Work-Life-Balance: Jeder Fünfte ist nach Arbeitstag zu erschöpft für Freizeitaktivitäten
Jeder Fünfte hat nach der Arbeit keine Kraft mehr für Freizeitaktivitäten. © picture alliance / Bildagentur-o, Bildagentur-online/Tetra-Images

Work-Life-Balance ist bei 20 Prozent der Deutschen gestört

Eine neue Studie zeigt: Jeder fünfte Arbeitnehmer ist nach seinem Arbeitstag zu erschöpft für Freizeitaktivitäten – von Work-Life-Balance kann man hier nicht sprechen. An Treffen mit Freunden, Sport, Engagement im Verein und andere private Verpflichtungen ist für 22 Prozent nach Feierabend nicht mehr zu denken. Das zeigt eine repräsentative Umfrage der gesetzlichen Kranken- und Unfallversicherungen.

Die Umfrage soll dabei helfen, arbeitsbedingten Gefahren vorzubeugen. Sie wurde im Auftrag der Initiative Gesundheit und Arbeit (IGA) durchgeführt - befragt wurden 1960 Berufstätige. Die Umfrage fördert besorgniserregende Zahlen zutage: 18 Prozent der Befragten lassen hin und wieder private Termine wegen des Jobs ausfallen.

Das liegt in vielen Fällen an Überstunden: 38,5 Prozent der Befragten sagen, dass bei ihrer Tätigkeit Mehrarbeit erwartet wird. 21,7 Prozent der Arbeitnehmer müssen sogar in der Freizeit erreichbar sein. Das führt wiederum dazu, dass sich die Menschen aus dieser Gruppe stets einsatzbereit fühlen: 18 Prozent von ihnen lassen schon mal Freizeitaktivitäten ausfallen, weil eventuell ein Anruf vom Chef kommen könnte.

Die IGA empfiehlt klare Absprachen und ausreichende Zeitpuffer, was die Erreichbarkeit nach dem Feierabend angeht – so ließen sich möglicherweise die Erschöpfungszustände vorbeugen. Auch das Bundesarbeitsministerium nahm zu den Zahlen Stellung: Das Bundesarbeitsministerium zeigte sich grundsätzlich offen für Forderungen aus der SPD nach einem Anti-Stress-Gesetz, das die Verfügbarkeit von Arbeitnehmern grundsätzlich regeln soll.
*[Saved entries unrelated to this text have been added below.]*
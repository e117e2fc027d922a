use super::{write_output, GEN_BUNDLE};
use crate::orchestrator::{Generator, GeneratorContext, Priority};
use anyhow::Context;

/// Writes the single-file, include-merged document next to the generated code.
pub struct BundleGenerator;

impl Generator for BundleGenerator {
    fn name(&self) -> &str {
        GEN_BUNDLE
    }

    fn priority(&self) -> Priority {
        Priority::Final
    }

    fn generate(&self, ctx: &GeneratorContext<'_>) -> anyhow::Result<()> {
        let yaml = serde_yaml::to_string(&ctx.model.document)
            .context("failed to serialize bundled document")?;
        write_output(ctx, "api/openapi.bundled.yaml", &yaml)
    }
}
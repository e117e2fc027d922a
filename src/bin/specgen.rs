use clap::Parser;
use specgen::cli::{run_cli, Cli};
use specgen::logging::{init_logging, LogConfig};

fn main() {
    let cli = Cli::parse();

    let mut log_config = LogConfig::from_env();
    if let Some(level) = &cli.log_level {
        log_config = log_config.with_level(level.clone());
    }
    if let Some(format) = cli.log_format {
        log_config = log_config.with_format(format.into());
    }
    if let Err(err) = init_logging(&log_config) {
        eprintln!("warning: {err:#}");
    }

    if let Err(err) = run_cli(cli) {
        eprintln!("❌ {err:#}");
        std::process::exit(1);
    }
}
use crate::spec::COMPONENT_KINDS;
use anyhow::{bail, Context};
use std::fs;
use std::path::{Path, PathBuf};
use walkdir::WalkDir;

const SERVER_ROOT: &str = include_str!("../../fragments/server/openapi.yaml");
const SERVER_HEALTH_PATH: &str = include_str!("../../fragments/server/paths/health.yaml");
const SERVER_HEALTH_SCHEMA: &str =
    include_str!("../../fragments/server/components/schemas/HealthResponse.yaml");

/// Root document names tried, in order, when loading a fragment from disk.
const ROOT_DOCUMENTS: [&str; 3] = ["openapi.yaml", "openapi.yml", "openapi.json"];

/// A reusable bundle of OpenAPI files, enabled with `x-include-<name>: true`.
///
/// `files` holds component and path files relative to the fragment root, for
/// example `components/schemas/HealthResponse.yaml` or `paths/health.yaml`.
#[derive(Debug, Clone, PartialEq, Eq)]
pub struct Fragment {
    name: String,
    root_document: String,
    files: Vec<(PathBuf, String)>,
}

impl Fragment {
    /// Build a fragment from in-memory contents.
    pub fn embedded(name: &str, root_document: &str, files: &[(&str, &str)]) -> Self {
        Fragment {
            name: name.to_string(),
            root_document: root_document.to_string(),
            files: files
                .iter()
                .map(|(path, contents)| (PathBuf::from(path), contents.to_string()))
                .collect(),
        }
    }

    /// Load a fragment laid out on disk.
    ///
    /// The directory must hold a root document plus optional
    /// `components/<kind>/*.yaml` and `paths/*.yaml` files. Anything else in the
    /// directory is ignored.
    pub fn from_dir(name: &str, dir: &Path) -> anyhow::Result<Self> {
        let Some(root_path) = ROOT_DOCUMENTS
            .iter()
            .map(|f| dir.join(f))
            .find(|p| p.is_file())
        else {
            bail!(
                "fragment '{name}': no root document ({}) in {}",
                ROOT_DOCUMENTS.join(", "),
                dir.display()
            );
        };
        let root_document = fs::read_to_string(&root_path)
            .with_context(|| format!("failed to read {}", root_path.display()))?;

        let mut files = Vec::new();
        for entry in WalkDir::new(dir).sort_by_file_name() {
            let entry = entry.with_context(|| format!("failed to walk {}", dir.display()))?;
            if !entry.file_type().is_file() {
                continue;
            }
            let rel = entry
                .path()
                .strip_prefix(dir)
                .with_context(|| format!("{} escapes {}", entry.path().display(), dir.display()))?;
            if !is_bundle_file(rel) {
                continue;
            }
            let contents = fs::read_to_string(entry.path())
                .with_context(|| format!("failed to read {}", entry.path().display()))?;
            files.push((rel.to_path_buf(), contents));
        }

        Ok(Fragment {
            name: name.to_string(),
            root_document,
            files,
        })
    }

    pub fn name(&self) -> &str {
        &self.name
    }

    pub fn root_document(&self) -> &str {
        &self.root_document
    }

    pub fn files(&self) -> &[(PathBuf, String)] {
        &self.files
    }
}

/// `components/<kind>/<file>` or `paths/<file>`, with a YAML or JSON extension.
fn is_bundle_file(rel: &Path) -> bool {
    let is_document = matches!(
        rel.extension().and_then(|e| e.to_str()),
        Some("yaml" | "yml" | "json")
    );
    let parts: Vec<&str> = rel.iter().filter_map(|c| c.to_str()).collect();
    let in_bundle_dir = match parts.as_slice() {
        ["paths", _] => true,
        ["components", kind, _] => COMPONENT_KINDS.contains(kind),
        _ => false,
    };
    is_document && in_bundle_dir
}

/// Named fragments, in registration order.
///
/// Registration order is merge order: when two enabled fragments ship the
/// same file or component, the earlier one wins. Registering a name twice
/// replaces the earlier fragment in place.
#[derive(Debug, Clone, Default)]
pub struct FragmentRegistry {
    fragments: Vec<Fragment>,
}

impl FragmentRegistry {
    pub fn new() -> Self {
        Self::default()
    }

    /// Registry holding the fragments shipped with the crate (`server`).
    ///
    /// Other fragments are registered from disk through `[fragments]` in `specgen.toml`.
    pub fn builtin() -> Self {
        let mut registry = Self::new();
        registry.register(Fragment::embedded(
            "server",
            SERVER_ROOT,
            &[
                ("paths/health.yaml", SERVER_HEALTH_PATH),
                ("components/schemas/HealthResponse.yaml", SERVER_HEALTH_SCHEMA),
            ],
        ));
        registry
    }

    pub fn register(&mut self, fragment: Fragment) {
        match self.fragments.iter_mut().find(|f| f.name == fragment.name) {
            Some(existing) => *existing = fragment,
            None => self.fragments.push(fragment),
        }
    }

    pub fn get(&self, name: &str) -> Option<&Fragment> {
        self.fragments.iter().find(|f| f.name == name)
    }

    pub fn iter(&self) -> impl Iterator<Item = &Fragment> {
        self.fragments.iter()
    }

    pub fn names(&self) -> Vec<&str> {
        self.fragments.iter().map(|f| f.name.as_str()).collect()
    }

    pub fn len(&self) -> usize {
        self.fragments.len()
    }

    pub fn is_empty(&self) -> bool {
        self.fragments.is_empty()
    }
}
Work-Life-Balance-Umfrage: Anerkennung wirkt positiv

Die Bundesregierung beobachte zwar mit großer Aufmerksamkeit die wachsende Zahl psychischer Erkrankungen. Allerdings reiche der Wissensstand noch nicht aus, um derzeit gesetzliche Regelungen umzusetzen. Gleichwohl wolle man noch in dieser Legislaturperiode zu konkreten Handlungsempfehlungen kommen, bekräftigte eine Sprecherin.
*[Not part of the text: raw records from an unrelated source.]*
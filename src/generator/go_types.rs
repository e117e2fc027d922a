//! Mapping from IR schemas to Go declarations.

use crate::naming::{constant_case, pascal_case, sanitize_identifier, snake_case};
use crate::spec::{nested_type_name, SchemaDef};
use std::collections::BTreeSet;

pub const UUID_IMPORT: &str = "github.com/google/uuid";

/// Imports needed by a set of Go type expressions.
pub fn imports_for<'a>(types: impl IntoIterator<Item = &'a str>) -> BTreeSet<String> {
    let mut imports = BTreeSet::new();
    for ty in types {
        if ty.contains("uuid.UUID") {
            imports.insert(UUID_IMPORT.to_string());
        }
        if ty.contains("time.Time") {
            imports.insert("time".to_string());
        }
        if ty.contains("json.RawMessage") {
            imports.insert("encoding/json".to_string());
        }
    }
    imports
}

/// Go type of a scalar schema, ignoring optionality.
fn scalar_type(schema: &SchemaDef) -> Option<&'static str> {
    let format = schema.format.as_deref();
    let ty = match (schema.schema_type.as_deref()?, format) {
        ("string", Some("uuid")) => "uuid.UUID",
        ("string", Some("date-time" | "date")) => "time.Time",
        ("string", Some("binary" | "byte")) => "[]byte",
        ("string", _) => "string",
        ("integer", Some("int32")) => "int32",
        ("integer", Some("int64")) => "int64",
        ("integer", _) => "int",
        ("number", Some("float")) => "float32",
        ("number", _) => "float64",
        ("boolean", _) => "bool",
        _ => return None,
    };
    Some(ty)
}

/// Go type for `schema` used as property `prop` of the type named `parent`.
///
/// Inline objects and enums resolve to the synthesized `Parent+Prop` name;
/// `$ref`s resolve to the component's type, qualified with `qualifier` when
/// the declaration lives in another package.
pub fn go_type(schema: &SchemaDef, parent: &str, prop: &str, qualifier: &str) -> String {
    if let Some(target) = &schema.reference {
        return format!("{qualifier}{}", pascal_case(target));
    }
    if !schema.enum_values.is_empty() {
        return format!("{qualifier}{}", nested_type_name(parent, prop));
    }
    if schema.is_array() {
        return match schema.items.as_deref() {
            Some(items) => format!("[]{}", go_type(items, parent, prop, qualifier)),
            None => "[]any".to_string(),
        };
    }
    if schema.is_inline_object() {
        return format!("{qualifier}{}", nested_type_name(parent, prop));
    }
    match schema.schema_type.as_deref() {
        Some("object") => "map[string]any".to_string(),
        _ => scalar_type(schema).unwrap_or("any").to_string(),
    }
}

/// Field type honoring optionality: optional or nullable scalars and structs
/// become pointers, slices and maps stay as they are.
pub fn field_type(
    schema: &SchemaDef,
    parent: &str,
    prop: &str,
    required: bool,
    qualifier: &str,
) -> String {
    let base = go_type(schema, parent, prop, qualifier);
    let reference_like = base.starts_with("[]") || base.starts_with("map[") || base == "any";
    if (!required || schema.nullable) && !reference_like {
        format!("*{base}")
    } else {
        base
    }
}

#[derive(Debug, Clone, PartialEq, Eq)]
pub struct GoField {
    pub name: String,
    pub type_expr: String,
    pub json_tag: String,
    pub doc: String,
}

#[derive(Debug, Clone, PartialEq, Eq)]
pub struct GoStruct {
    pub name: String,
    pub doc: String,
    pub fields: Vec<GoField>,
}

#[derive(Debug, Clone, PartialEq, Eq)]
pub struct GoEnumValue {
    pub const_name: String,
    pub literal: String,
}

#[derive(Debug, Clone, PartialEq, Eq)]
pub struct GoEnum {
    pub name: String,
    pub base: String,
    pub values: Vec<GoEnumValue>,
}

/// `type Name Target`, for top-level arrays and scalars.
#[derive(Debug, Clone, PartialEq, Eq)]
pub struct GoAlias {
    pub name: String,
    pub target: String,
    pub doc: String,
}

/// Every Go declaration produced for one component schema.
#[derive(Debug, Clone, Default, PartialEq, Eq)]
pub struct GoDecls {
    pub structs: Vec<GoStruct>,
    pub enums: Vec<GoEnum>,
    pub aliases: Vec<GoAlias>,
}

impl GoDecls {
    pub fn imports(&self) -> BTreeSet<String> {
        let types = self
            .structs
            .iter()
            .flat_map(|s| s.fields.iter().map(|f| f.type_expr.as_str()))
            .chain(self.aliases.iter().map(|a| a.target.as_str()));
        imports_for(types)
    }
}

fn doc_line(description: Option<&str>) -> String {
    description
        .map(|d| d.split_whitespace().collect::<Vec<_>>().join(" "))
        .unwrap_or_default()
}

fn enum_decl(name: &str, schema: &SchemaDef) -> GoEnum {
    let base = scalar_type(schema).unwrap_or("string").to_string();
    let quoted = base == "string";
    GoEnum {
        name: name.to_string(),
        values: schema
            .enum_values
            .iter()
            .map(|v| GoEnumValue {
                const_name: format!("{name}{}", pascal_case(&constant_case(v).to_lowercase())),
                literal: if quoted { format!("{v:?}") } else { v.clone() },
            })
            .collect(),
        base,
    }
}

fn struct_decl(name: &str, schema: &SchemaDef, enums: &mut Vec<GoEnum>) -> GoStruct {
    let mut fields = Vec::new();
    for prop_name in schema.sorted_property_names() {
        let Some(prop) = schema.properties.get(&prop_name) else {
            continue;
        };
        let required = schema.is_required(&prop_name);
        let enum_source = if prop.enum_values.is_empty() {
            prop.items.as_deref().filter(|i| !i.enum_values.is_empty() && i.reference.is_none())
        } else if prop.reference.is_none() {
            Some(prop)
        } else {
            None
        };
        if let Some(source) = enum_source {
            enums.push(enum_decl(&nested_type_name(name, &prop_name), source));
        }
        let omit = if required { "" } else { ",omitempty" };
        fields.push(GoField {
            name: sanitize_identifier(&pascal_case(&prop_name)),
            type_expr: field_type(prop, name, &prop_name, required, ""),
            json_tag: format!("{prop_name}{omit}"),
            doc: doc_line(prop.description.as_deref()),
        });
    }
    GoStruct {
        name: name.to_string(),
        doc: doc_line(schema.description.as_deref()),
        fields,
    }
}

/// Declarations for a component schema and every type nested inside it.
pub fn declarations(schema: &SchemaDef) -> GoDecls {
    let name = pascal_case(&schema.name);
    let mut decls = GoDecls::default();

    if !schema.enum_values.is_empty() {
        decls.enums.push(enum_decl(&name, schema));
        return decls;
    }
    if schema.reference.is_some()
        || !schema.properties.is_empty()
        || schema.schema_type.as_deref() == Some("object")
    {
        if let Some(target) = &schema.reference {
            decls.aliases.push(GoAlias {
                name,
                target: pascal_case(target),
                doc: doc_line(schema.description.as_deref()),
            });
            return decls;
        }
        decls.structs.push(struct_decl(&name, schema, &mut decls.enums));
        let mut renamed = schema.clone();
        renamed.name = name;
        for nested in renamed.collect_nested_types() {
            decls.structs.push(struct_decl(&nested.name, &nested, &mut decls.enums));
        }
        return decls;
    }

    let target = go_type(schema, &name, "Item", "");
    if schema.is_array() {
        if let Some(items) = schema.items.as_deref() {
            if items.is_inline_object() {
                decls.structs.push(struct_decl(&format!("{name}Item"), items, &mut decls.enums));
            } else if !items.enum_values.is_empty() && items.reference.is_none() {
                decls.enums.push(enum_decl(&format!("{name}Item"), items));
            }
        }
    }
    decls.aliases.push(GoAlias {
        name,
        target,
        doc: doc_line(schema.description.as_deref()),
    });
    decls
}

/// Go package identifier for an ownership tag, e.g. `user-service` -> `userservice`.
pub fn package_name(tag: &str) -> String {
    let ident: String = snake_case(tag).chars().filter(|c| *c != '_').collect();
    if ident.is_empty() {
        "pkg".to_string()
    } else {
        ident
    }
}

#[cfg(test)]
mod tests {
    use super::*;
    use std::collections::BTreeMap;

    fn scalar(ty: &str, format: Option<&str>) -> SchemaDef {
        SchemaDef {
            schema_type: Some(ty.to_string()),
            format: format.map(str::to_string),
            ..SchemaDef::default()
        }
    }

    #[test]
    fn test_scalar_mapping() {
        assert_eq!(go_type(&scalar("string", Some("uuid")), "U", "id", ""), "uuid.UUID");
        assert_eq!(go_type(&scalar("string", Some("date-time")), "U", "at", ""), "time.Time");
        assert_eq!(go_type(&scalar("integer", Some("int64")), "U", "n", ""), "int64");
        assert_eq!(go_type(&scalar("number", None), "U", "n", ""), "float64");
        assert_eq!(go_type(&SchemaDef::default(), "U", "x", ""), "any");
    }

    #[test]
    fn test_optional_fields_are_pointers() {
        let s = scalar("string", None);
        assert_eq!(field_type(&s, "U", "name", true, ""), "string");
        assert_eq!(field_type(&s, "U", "name", false, ""), "*string");
        let list = SchemaDef {
            schema_type: Some("array".into()),
            items: Some(Box::new(scalar("string", None))),
            ..SchemaDef::default()
        };
        assert_eq!(field_type(&list, "U", "tags", false, ""), "[]string");
    }

    #[test]
    fn test_declarations_for_entity() {
        let mut properties = BTreeMap::new();
        properties.insert("id".to_string(), scalar("string", Some("uuid")));
        properties.insert("name".to_string(), scalar("string", None));
        properties.insert(
            "status".to_string(),
            SchemaDef {
                enum_values: vec!["active".into(), "on-hold".into()],
                ..scalar("string", None)
            },
        );
        let mut address_props = BTreeMap::new();
        address_props.insert("city".to_string(), scalar("string", None));
        properties.insert(
            "address".to_string(),
            SchemaDef {
                properties: address_props,
                ..scalar("object", None)
            },
        );
        let schema = SchemaDef {
            name: "user".to_string(),
            properties,
            required: ["id".to_string()].into_iter().collect(),
            ..scalar("object", None)
        };

        let decls = declarations(&schema);
        let names: Vec<&str> = decls.structs.iter().map(|s| s.name.as_str()).collect();
        assert_eq!(names, vec!["User", "UserAddress"]);
        let user = &decls.structs[0];
        assert_eq!(user.fields[0].name, "ID");
        assert_eq!(user.fields[0].type_expr, "uuid.UUID");
        assert_eq!(user.fields[0].json_tag, "id");
        let status = user.fields.iter().find(|f| f.json_tag == "status,omitempty").unwrap();
        assert_eq!(status.type_expr, "*UserStatus");

        assert_eq!(decls.enums[0].name, "UserStatus");
        assert_eq!(decls.enums[0].values[1].const_name, "UserStatusOnHold");
        assert_eq!(decls.enums[0].values[1].literal, "\"on-hold\"");
        assert!(decls.imports().contains(UUID_IMPORT));
    }

    #[test]
    fn test_package_name() {
        assert_eq!(package_name("user-service"), "userservice");
        assert_eq!(package_name("Billing"), "billing");
        assert_eq!(package_name(""), "pkg");
    }
}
Die Umfrage liefert allerdings auch ein paar positive Erkenntnisse: Etwa 80 Prozent der Befragten sind der Meinung, dass ihre Tätigkeit sie fit hält und ihnen Anerkennung bringt. Rund zwei Drittel der Arbeitnehmer denken, dass die Arbeit in ihrem Leben den richtigen Stellenwert habe. Nur 21 Prozent würden bei einer guten Gelegenheit die Branche oder den Arbeitgeber wechseln wollen.